## INSTRUCTIONS FOR THE TASK
With the first line as the start and the line containing "pub const FEATURE_DIM: usize = 12;" as the end, write out every line of the records exactly.

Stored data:
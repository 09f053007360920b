//! FeatureVector: the fixed 12-dimension normalized encoding of a market state.

use serde::{Deserialize, Serialize};
use std::ops::Index;

use crate::error::VectorError;

/// Number of dimensions in the current vector schema.
pub const FEATURE_DIM: usize = 12;

/// Dimension indices, in schema order.
pub mod dim {
    pub const TREND_DIRECTION: usize = 0;
    pub const TREND_STRENGTH: usize = 1;
    pub const TREND_ALIGNMENT: usize = 2;
    pub const MACD_MOMENTUM: usize = 3;
    pub const MACD_CROSS: usize = 4;
    pub const RSI_LEVEL: usize = 5;
    pub const RSI_ZONE: usize = 6;
    pub const BB_POSITION: usize = 7;
    pub const BB_BANDWIDTH: usize = 8;
    pub const CANDLE_BODY: usize = 9;
    pub const CANDLE_DIRECTION: usize = 10;
    pub const SESSION: usize = 11;
}

/// Value each dimension takes when its input is unavailable.
///
/// Directional fields default to 0, zone-like and position fields to 0.5.
pub const NEUTRAL: [f64; FEATURE_DIM] = [
    0.0, // trend direction
    0.0, // trend strength
    0.5, // trend alignment (0.25 + 0.25)
    0.0, // macd momentum
    0.5, // macd cross: none
    0.5, // rsi level
    0.5, // rsi zone: neutral
    0.5, // bollinger %B
    0.5, // bollinger bandwidth
    0.0, // candle body ratio
    0.5, // candle direction: doji
    0.5, // session: unknown
];

/// Immutable 12-dimension feature vector. Every component is finite.
#[derive(Debug, Clone, Copy, PartialEq, Serialize, Deserialize)]
#[serde(try_from = "Vec<f64>", into = "Vec<f64>")]
pub struct FeatureVector([f64; FEATURE_DIM]);

impl FeatureVector {
    /// Build from raw components, substituting the neutral default for any
    /// non-finite value.
    pub fn from_components(values: [f64; FEATURE_DIM]) -> Self {
        let mut out = values;
        for (i, v) in out.iter_mut().enumerate() {
            if !v.is_finite() {
                *v = NEUTRAL[i];
            }
        }
        Self(out)
    }

    /// The all-neutral vector.
    pub fn neutral() -> Self {
        Self(NEUTRAL)
    }

    /// Strict construction: exactly 12 finite numbers.
    pub fn try_from_slice(values: &[f64]) -> Result<Self, VectorError> {
        if values.len() != FEATURE_DIM {
            return Err(VectorError::InvalidVectorDimension { len: values.len() });
        }
        let mut out = [0.0; FEATURE_DIM];
        for (i, &v) in values.iter().enumerate() {
            if !v.is_finite() {
                return Err(VectorError::NonFinite { index: i });
            }
            out[i] = v;
        }
        Ok(Self(out))
    }

    pub fn as_slice(&self) -> &[f64] {
        &self.0
    }

    pub fn to_array(self) -> [f64; FEATURE_DIM] {
        self.0
    }

    pub fn get(&self, index: usize) -> Option<f64> {
        self.0.get(index).copied()
    }
}

impl Index<usize> for FeatureVector {
    type Output = f64;

    fn index(&self, index: usize) -> &f64 {
        &self.0[index]
    }
}

impl TryFrom<Vec<f64>> for FeatureVector {
    type Error = VectorError;

    fn try_from(values: Vec<f64>) -> Result<Self, Self::Error> {
        Self::try_from_slice(&values)
    }
}

impl From<FeatureVector> for Vec<f64> {
    fn from(v: FeatureVector) -> Self {
        v.0.to_vec()
    }
}

impl AsRef<[f64]> for FeatureVector {
    fn as_ref(&self) -> &[f64] {
        &self.0
    }
}

/// True only for exactly 12 finite numbers.
pub fn is_valid_vector(values: &[f64]) -> bool {
    values.len() == FEATURE_DIM && values.iter().all(|v| v.is_finite())
}

/// Validation for loosely typed input from collaborators (stored JSON).
///
/// Rejects null, non-arrays, non-numeric entries, wrong length. JSON cannot
/// carry NaN, but a number that does not fit an `f64` is rejected too.
pub fn is_valid_vector_value(value: &serde_json::Value) -> bool {
    let Some(items) = value.as_array() else {
        return false;
    };
    items.len() == FEATURE_DIM
        && items
            .iter()
            .all(|item| item.as_f64().is_some_and(|v| v.is_finite()))
}
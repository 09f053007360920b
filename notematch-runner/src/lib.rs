//! NoteMatch Runner: backtest orchestration around the core engine.
//!
//! This crate builds on `notematch-core` to provide:
//! - TOML run and batch configuration with content-addressed run ids
//! - CSV candle loading (sorting, de-duplication, gap reporting, windowing)
//! - Single runs, rayon-parallel batches and threshold sweeps
//! - Report export (JSON summary, CSV trade tape, Markdown digest)
//! - Seeded synthetic candles for demos

pub mod batch;
pub mod config;
pub mod data_loader;
pub mod export;
pub mod runner;
pub mod synthetic;

pub use batch::{rank_by_expectancy, run_batch, threshold_sweep};
pub use config::{AnchorConfig, BatchConfig, ConfigError, DataConfig, RunConfig, RunId};
pub use data_loader::{
    detect_gaps, load_candles, parse_candles, select_window, GapReport, LoadError,
};
pub use export::{export_report, generate_report, load_report};
pub use runner::{
    run_backtest, run_on_candles, BacktestReport, DataWindow, RunError, SCHEMA_VERSION,
};
pub use synthetic::{synthetic_candles, write_candles_csv, SyntheticSpec};

#[cfg(test)]
mod send_sync_checks {
    use super::*;

    fn assert_send<T: Send>() {}
    fn assert_sync<T: Sync>() {}

    #[test]
    fn report_is_send_sync() {
        assert_send::<BacktestReport>();
        assert_sync::<BacktestReport>();
    }

    #[test]
    fn config_types_are_send_sync() {
        assert_send::<RunConfig>();
        assert_sync::<RunConfig>();
        assert_send::<BatchConfig>();
        assert_sync::<BatchConfig>();
    }

    #[test]
    fn errors_are_send_sync() {
        assert_send::<RunError>();
        assert_sync::<RunError>();
    }
}
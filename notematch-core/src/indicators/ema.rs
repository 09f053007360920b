//! Exponential Moving Average (EMA), streaming.
//!
//! Recursive: EMA[t] = alpha * x[t] + (1 - alpha) * EMA[t-1], alpha = 2 / (period + 1).
//! Seed: SMA of the first `period` values.
//! Lookback: period - 1.

use super::Indicator;
use crate::domain::Candle;

#[derive(Debug, Clone)]
pub struct Ema {
    period: usize,
    alpha: f64,
    seed_sum: f64,
    seen: usize,
    current: Option<f64>,
    name: String,
}

impl Ema {
    pub fn new(period: usize) -> Self {
        assert!(period >= 1, "EMA period must be >= 1");
        Self {
            period,
            alpha: 2.0 / (period as f64 + 1.0),
            seed_sum: 0.0,
            seen: 0,
            current: None,
            name: format!("ema_{period}"),
        }
    }

    /// Feed a raw value (close, MACD line, ...). Non-finite values are ignored.
    pub fn update_value(&mut self, value: f64) -> Option<f64> {
        if !value.is_finite() {
            return self.current;
        }
        match self.current {
            Some(prev) => {
                self.current = Some(self.alpha * value + (1.0 - self.alpha) * prev);
            }
            None => {
                self.seed_sum += value;
                self.seen += 1;
                if self.seen == self.period {
                    self.current = Some(self.seed_sum / self.period as f64);
                }
            }
        }
        self.current
    }

    pub fn value(&self) -> Option<f64> {
        self.current
    }
}

impl Indicator for Ema {
    type Output = f64;

    fn name(&self) -> &str {
        &self.name
    }

    fn lookback(&self) -> usize {
        self.period.saturating_sub(1)
    }

    fn update(&mut self, candle: &Candle) -> Option<f64> {
        self.update_value(candle.close)
    }
}
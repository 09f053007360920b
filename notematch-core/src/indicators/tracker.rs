//! IndicatorTracker: composes the streaming indicators into one
//! [`IndicatorReading`] per candle.
//!
//! Strictly causal: the reading for candle `t` depends only on candles `0..=t`.
//! Values still in warmup are `None`, which the feature builder maps to its
//! neutral defaults.

use serde::{Deserialize, Serialize};

use super::{Atr, Bollinger, Indicator, Macd, Rsi, Sma};
use crate::domain::{Candle, MacdCross};
use crate::features::IndicatorReading;

/// Periods for the indicators tracked during a backtest.
#[derive(Debug, Clone, Copy, PartialEq, Serialize, Deserialize)]
#[serde(default)]
pub struct TrackerConfig {
    pub ma_period: usize,
    pub rsi_period: usize,
    pub atr_period: usize,
    pub bb_period: usize,
    pub bb_multiplier: f64,
    pub macd_fast: usize,
    pub macd_slow: usize,
    pub macd_signal: usize,
}

impl Default for TrackerConfig {
    fn default() -> Self {
        Self {
            ma_period: 20,
            rsi_period: 14,
            atr_period: 14,
            bb_period: 20,
            bb_multiplier: 2.0,
            macd_fast: 12,
            macd_slow: 26,
            macd_signal: 9,
        }
    }
}

impl TrackerConfig {
    /// Candles needed before every tracked indicator has a value.
    pub fn warmup(&self) -> usize {
        let macd = (self.macd_slow.saturating_sub(1)) + (self.macd_signal.saturating_sub(1));
        // +1: the MA slope needs the previous MA value as well
        [
            self.ma_period,
            self.rsi_period,
            self.atr_period.saturating_sub(1),
            self.bb_period.saturating_sub(1),
            macd,
        ]
        .into_iter()
        .max()
        .unwrap_or(0)
            + 1
    }
}

#[derive(Debug, Clone)]
pub struct IndicatorTracker {
    ma: Sma,
    rsi: Rsi,
    atr: Atr,
    bollinger: Bollinger,
    macd: Macd,
    prev_ma: Option<f64>,
    prev_spread: Option<f64>,
    candles_seen: usize,
}

impl IndicatorTracker {
    pub fn new(config: &TrackerConfig) -> Self {
        Self {
            ma: Sma::new(config.ma_period),
            rsi: Rsi::new(config.rsi_period),
            atr: Atr::new(config.atr_period),
            bollinger: Bollinger::new(config.bb_period, config.bb_multiplier),
            macd: Macd::new(config.macd_fast, config.macd_slow, config.macd_signal),
            prev_ma: None,
            prev_spread: None,
            candles_seen: 0,
        }
    }

    pub fn candles_seen(&self) -> usize {
        self.candles_seen
    }

    /// Advance every indicator by one candle and return the reading for it.
    pub fn update(&mut self, candle: &Candle) -> IndicatorReading {
        self.candles_seen += 1;

        let ma = self.ma.update(candle);
        let ma_slope_pct = match (ma, self.prev_ma) {
            (Some(now), Some(prev)) if prev != 0.0 => Some((now - prev) / prev * 100.0),
            _ => None,
        };
        if ma.is_some() {
            self.prev_ma = ma;
        }

        let rsi = self.rsi.update(candle);
        let atr = self.atr.update(candle);
        let bb = self.bollinger.update(candle);

        let macd = self.macd.update(candle);
        let macd_cross = macd.map(|m| {
            let spread = m.line - m.signal;
            let cross = match self.prev_spread {
                Some(prev) if prev <= 0.0 && spread > 0.0 => MacdCross::Bullish,
                Some(prev) if prev >= 0.0 && spread < 0.0 => MacdCross::Bearish,
                _ => MacdCross::None,
            };
            self.prev_spread = Some(spread);
            cross
        });

        IndicatorReading {
            trend: None,
            ma_value: ma,
            ma_slope_pct,
            atr,
            macd_histogram: macd.map(|m| m.histogram),
            macd_cross,
            rsi,
            rsi_zone: None,
            bb_percent_b: bb.map(|b| b.percent_b),
            bb_upper: bb.map(|b| b.upper),
            bb_middle: bb.map(|b| b.middle),
            bb_lower: bb.map(|b| b.lower),
            bb_bandwidth: bb.and_then(|b| b.bandwidth),
        }
    }
}

impl Default for IndicatorTracker {
    fn default() -> Self {
        Self::new(&TrackerConfig::default())
    }
}

#[cfg(test)]
mod tests {
    use super::*;
    use crate::indicators::make_candles;

    fn small() -> TrackerConfig {
        TrackerConfig {
            ma_period: 3,
            rsi_period: 3,
            atr_period: 3,
            bb_period: 3,
            bb_multiplier: 2.0,
            macd_fast: 2,
            macd_slow: 3,
            macd_signal: 2,
        }
    }

    #[test]
    fn first_candle_reading_is_empty() {
        let mut tracker = IndicatorTracker::new(&small());
        let reading = tracker.update(&make_candles(&[100.0])[0]);
        assert_eq!(reading, IndicatorReading::default());
    }

    #[test]
    fn all_fields_populated_after_warmup() {
        let config = small();
        let closes: Vec<f64> = (0..config.warmup()).map(|i| 100.0 + i as f64).collect();
        let mut tracker = IndicatorTracker::new(&config);
        let mut last = IndicatorReading::default();
        for c in make_candles(&closes) {
            last = tracker.update(&c);
        }
        assert!(last.ma_value.is_some());
        assert!(last.ma_slope_pct.unwrap() > 0.0);
        assert!(last.rsi.is_some());
        assert!(last.atr.is_some());
        assert!(last.macd_histogram.is_some());
        assert!(last.macd_cross.is_some());
        assert!(last.bb_percent_b.is_some());
        assert!(last.bb_bandwidth.is_some());
        assert_eq!(tracker.candles_seen(), closes.len());
    }

    #[test]
    fn macd_cross_detected_on_reversal() {
        let mut closes: Vec<f64> = (0..12).map(|i| 100.0 - i as f64).collect();
        closes.extend((0..12).map(|i| 89.0 + 3.0 * i as f64));
        let mut tracker = IndicatorTracker::new(&small());
        let crosses: Vec<_> = make_candles(&closes)
            .iter()
            .map(|c| tracker.update(c).macd_cross)
            .collect();
        assert!(crosses.contains(&Some(MacdCross::Bullish)));
    }

    #[test]
    fn default_warmup_covers_macd() {
        // 25 + 8 + 1
        assert_eq!(TrackerConfig::default().warmup(), 34);
    }
}
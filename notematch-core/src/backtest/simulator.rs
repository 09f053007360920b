//! BacktestSimulator: replays a candle series against one anchor.
//!
//! Candles are consumed once, in order. Per candle:
//! 1. Reject malformed or out-of-order candles (logged, counted, never fatal).
//! 2. Advance the streaming indicators.
//! 3. Drive [`step`]; the market vector is only built while flat.
//!
//! A position still open after the last candle is closed there as a timeout.

use serde::{Deserialize, Serialize};
use tracing::{debug, warn};

use super::params::{BacktestParams, EntryScore};
use super::state::{force_close, step, PositionState};
use crate::config::MatchConfig;
use crate::domain::{AnchorPattern, BacktestEvent, Candle};
use crate::error::ParamError;
use crate::features::{FeatureVector, IndicatorReading};
use crate::indicators::IndicatorTracker;
use crate::rules::RuleConfirmationLayer;
use crate::summary::{BacktestSummary, ResultAggregator};

/// Everything one simulation produced.
#[derive(Debug, Clone, PartialEq, Serialize, Deserialize)]
pub struct BacktestRun {
    pub events: Vec<BacktestEvent>,
    pub summary: BacktestSummary,
    /// Candles that passed validation and were fed to the state machine.
    /// Zero means the window held no usable data.
    pub candles_processed: usize,
    pub skipped_candles: usize,
    /// Candles on which the anchor was scored (flat and past warmup).
    pub evaluations: usize,
    /// Highest entry score seen, if any candle was scored.
    pub best_score: Option<f64>,
}

impl BacktestRun {
    pub fn is_empty_window(&self) -> bool {
        self.candles_processed == 0
    }
}

#[derive(Debug, Clone, Default)]
pub struct BacktestSimulator {
    layer: RuleConfirmationLayer,
    params: BacktestParams,
}

impl BacktestSimulator {
    /// Fails when `params` cannot drive a simulation (see
    /// [`BacktestParams::validate`]); a constructed simulator never panics in `run`.
    pub fn new(config: &MatchConfig, params: BacktestParams) -> Result<Self, ParamError> {
        params.validate()?;
        Ok(Self {
            layer: RuleConfirmationLayer::new(config),
            params,
        })
    }

    pub fn params(&self) -> &BacktestParams {
        &self.params
    }

    pub fn run(&self, anchor: &AnchorPattern, candles: &[Candle]) -> BacktestRun {
        let mut tracker = IndicatorTracker::new(&self.params.indicators);
        let mut state = PositionState::Flat;
        let mut events = Vec::new();
        let mut last: Option<&Candle> = None;
        let mut candles_processed = 0usize;
        let mut skipped_candles = 0usize;
        let mut evaluations = 0usize;
        let mut best_score: Option<f64> = None;

        for candle in candles {
            if !candle.is_sane() {
                warn!(timestamp = %candle.timestamp, "skipping malformed candle");
                skipped_candles += 1;
                continue;
            }
            if let Some(prev) = last {
                if candle.timestamp <= prev.timestamp {
                    warn!(
                        timestamp = %candle.timestamp,
                        previous = %prev.timestamp,
                        "skipping candle that is not later than its predecessor"
                    );
                    skipped_candles += 1;
                    continue;
                }
            }

            let reading = tracker.update(candle);
            candles_processed += 1;
            let warm = candles_processed > self.params.warmup_candles;

            let (next, event) = step(state, candle, &self.params, anchor.side, || {
                if !warm {
                    return None;
                }
                let score = self.entry_score(anchor, candle, &reading);
                evaluations += 1;
                best_score = Some(best_score.map_or(score, |b| b.max(score)));
                Some(score)
            });

            if let (PositionState::Flat, PositionState::InPosition(p)) = (&state, &next) {
                debug!(
                    "{} entry at {} price {:.5} score {:.4}",
                    anchor.side, p.entry_time, p.entry_price, p.match_score
                );
            }
            if let Some(event) = event {
                log_exit(&event);
                events.push(event);
            }

            state = next;
            last = Some(candle);
        }

        if let (PositionState::InPosition(position), Some(candle)) = (state, last) {
            let event = force_close(&position, candle, &self.params, anchor.side);
            log_exit(&event);
            events.push(event);
        }

        let summary = ResultAggregator::summarize(&events);
        BacktestRun {
            events,
            summary,
            candles_processed,
            skipped_candles,
            evaluations,
            best_score,
        }
    }

    /// Market vector the simulator derives for `candle` from its own indicators.
    pub fn market_vector(&self, candle: &Candle, reading: &IndicatorReading) -> FeatureVector {
        self.layer
            .builder()
            .build(candle, reading, Some(candle.timestamp))
    }

    fn entry_score(&self, anchor: &AnchorPattern, candle: &Candle, reading: &IndicatorReading) -> f64 {
        let vector = self.market_vector(candle, reading);
        match self.params.entry_score {
            EntryScore::Cosine => self
                .layer
                .evaluator()
                .cosine(anchor.feature_vector.as_slice(), vector.as_slice()),
            EntryScore::Composite => {
                let trend = self.layer.trend_of(&vector);
                self.layer.confirm(anchor, &vector, trend, candle.close).score
            }
        }
    }
}

fn log_exit(event: &BacktestEvent) {
    debug!(
        "{} exit at {} price {:.5} {} pnl {:.3}% after {}m",
        event.side,
        event.exit_time,
        event.exit_price,
        event.outcome,
        event.pnl_percent,
        event.holding_minutes
    );
}
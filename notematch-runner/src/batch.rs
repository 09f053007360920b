//! Batch execution and threshold sweeps.
//!
//! Each run builds its own simulator and state machine, so runs are fanned out
//! with rayon without any shared mutable state. Results come back in input
//! order; one failing run does not abort the others.

use rayon::prelude::*;
use tracing::{info, warn};

use crate::config::RunConfig;
use crate::runner::{run_backtest, BacktestReport, RunError};

/// Run every config, optionally in parallel.
pub fn run_batch(configs: &[RunConfig], parallel: bool) -> Vec<Result<BacktestReport, RunError>> {
    info!(runs = configs.len(), parallel, "starting batch");

    let results: Vec<Result<BacktestReport, RunError>> = if parallel {
        configs.par_iter().map(run_backtest).collect()
    } else {
        configs.iter().map(run_backtest).collect()
    };

    let failed = results.iter().filter(|r| r.is_err()).count();
    if failed > 0 {
        warn!(failed, runs = configs.len(), "batch finished with failures");
    } else {
        info!(runs = configs.len(), "batch complete");
    }
    results
}

/// One config per threshold, everything else copied from `base`.
pub fn threshold_sweep(base: &RunConfig, thresholds: &[f64]) -> Vec<RunConfig> {
    thresholds
        .iter()
        .map(|&t| {
            let mut config = base.clone();
            config.backtest.match_threshold = t;
            config
        })
        .collect()
}

/// Successful reports ranked by expectancy, best first.
pub fn rank_by_expectancy(reports: &mut [BacktestReport]) {
    reports.sort_by(|a, b| {
        b.run
            .summary
            .expectancy
            .total_cmp(&a.run.summary.expectancy)
    });
}

#[cfg(test)]
mod tests {
    use super::*;
    use crate::config::{AnchorConfig, DataConfig};
    use notematch_core::features::NEUTRAL;
    use notematch_core::{BacktestParams, Side, Timeframe};
    use std::path::PathBuf;

    fn base() -> RunConfig {
        RunConfig {
            anchor: AnchorConfig {
                symbol: "NZDUSD".into(),
                side: Side::Sell,
                entry_price: 0.61,
                timeframe: Timeframe::M5,
                vector: NEUTRAL.to_vec(),
                trend: None,
            },
            data: DataConfig {
                path: PathBuf::from("/nonexistent/nzdusd.csv"),
                start: None,
                end: None,
            },
            backtest: BacktestParams::default(),
            matching: Default::default(),
        }
    }

    #[test]
    fn sweep_varies_only_threshold() {
        let configs = threshold_sweep(&base(), &[0.7, 0.8, 0.9]);
        assert_eq!(configs.len(), 3);
        assert_eq!(configs[2].backtest.match_threshold, 0.9);
        assert_eq!(configs[0].anchor, base().anchor);
        let ids: std::collections::HashSet<_> =
            configs.iter().map(|c| c.run_id().unwrap()).collect();
        assert_eq!(ids.len(), 3);
    }

    #[test]
    fn failures_stay_in_their_slot() {
        let results = run_batch(&threshold_sweep(&base(), &[0.7, 0.8]), true);
        assert_eq!(results.len(), 2);
        assert!(results.iter().all(|r| matches!(r, Err(RunError::Data(_)))));
    }
}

## SOLUTION TO THIS EXERCISE
repository 09f053007360920b
//! FeatureVector: the fixed 12-dimension normalized encoding of a market state.

use serde::{Deserialize, Serialize};
use std::ops::Index;

use crate::error::VectorError;

/// Number of dimensions in the current vector schema.
pub const FEATURE_DIM: usize = 12;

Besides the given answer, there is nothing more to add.